_REQUIREMENT_
Report each line of the data below in which "TrackEvent" appears.

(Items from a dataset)
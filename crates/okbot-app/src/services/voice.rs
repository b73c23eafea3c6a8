//! Voice transport backed by songbird.

use std::path::Path;
use std::sync::Arc;

use async_trait::async_trait;
use okbot_core::{ChannelKey, Error, GuildKey, Result};
use okbot_player::{Completion, CompletionSender, VoiceConnection, VoiceGateway};
use parking_lot::Mutex;
use serenity::all::{ChannelId, GuildId};
use songbird::events::{Event, EventContext, EventHandler as VoiceEventHandler, TrackEvent};
use songbird::tracks::{PlayMode, TrackHandle};
use songbird::{Call, Songbird};
use tokio::sync::Mutex as AsyncMutex;
use tracing::{debug, warn};

/// Joins voice channels through the shared songbird manager.
pub struct SongbirdGateway {
    manager: Arc<Songbird>,
}

impl SongbirdGateway {
    pub const fn new(manager: Arc<Songbird>) -> Self {
        Self { manager }
    }
}

#[async_trait]
impl VoiceGateway for SongbirdGateway {
    async fn join(&self, guild: GuildKey, channel: ChannelKey) -> Result<Arc<dyn VoiceConnection>> {
        let guild_id = GuildId::new(guild.0);
        let call = self
            .manager
            .join(guild_id, ChannelId::new(channel.0))
            .await
            .map_err(|e| Error::TransportJoin(e.to_string()))?;

        Ok(Arc::new(SongbirdConnection {
            guild_id,
            manager: Arc::clone(&self.manager),
            call,
            track: Mutex::new(None),
        }))
    }
}

/// One guild's songbird call.
struct SongbirdConnection {
    guild_id: GuildId,
    manager: Arc<Songbird>,
    call: Arc<AsyncMutex<Call>>,
    track: Mutex<Option<TrackHandle>>,
}

#[async_trait]
impl VoiceConnection for SongbirdConnection {
    async fn is_connected(&self) -> bool {
        self.call.lock().await.current_connection().is_some()
    }

    async fn stream(&self, resource: &Path) -> Result<Completion> {
        let input = songbird::input::File::new(resource.to_path_buf());
        let handle = self.call.lock().await.play_input(input.into());

        let (sender, completion) = Completion::channel();
        let notifier = EndNotifier {
            sender: Arc::new(Mutex::new(Some(sender))),
        };
        for event in [TrackEvent::End, TrackEvent::Error] {
            handle
                .add_event(Event::Track(event), notifier.clone())
                .map_err(|e| Error::TransportStream(e.to_string()))?;
        }

        *self.track.lock() = Some(handle);
        Ok(completion)
    }

    async fn abort(&self) {
        let Some(handle) = self.track.lock().take() else {
            return;
        };
        if let Err(e) = handle.stop() {
            debug!("Track for guild {} already gone: {e}", self.guild_id);
        }
    }

    async fn leave(&self) -> Result<()> {
        self.manager
            .remove(self.guild_id)
            .await
            .map_err(|e| Error::TransportJoin(e.to_string()))
    }
}

/// Completes the stream's [`Completion`] on the first end or error event.
#[derive(Clone)]
struct EndNotifier {
    sender: Arc<Mutex<Option<CompletionSender>>>,
}

#[async_trait]
impl VoiceEventHandler for EndNotifier {
    async fn act(&self, ctx: &EventContext<'_>) -> Option<Event> {
        let sender = self.sender.lock().take()?;
        match ctx {
            EventContext::Track(tracks) => {
                let error = tracks.iter().find_map(|(state, _)| match &state.playing {
                    PlayMode::Errored(err) => Some(format!("{err:?}")),
                    _ => None,
                });
                match error {
                    Some(err) => {
                        warn!("Track errored: {err}");
                        sender.failed(err);
                    }
                    None => sender.finished(),
                }
            }
            _ => sender.finished(),
        }
        Some(Event::Cancel)
    }
}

_EXPECTED OUTPUT_
use songbird::events::{Event, EventContext, EventHandler as VoiceEventHandler, TrackEvent};
        for event in [TrackEvent::End, TrackEvent::Error] {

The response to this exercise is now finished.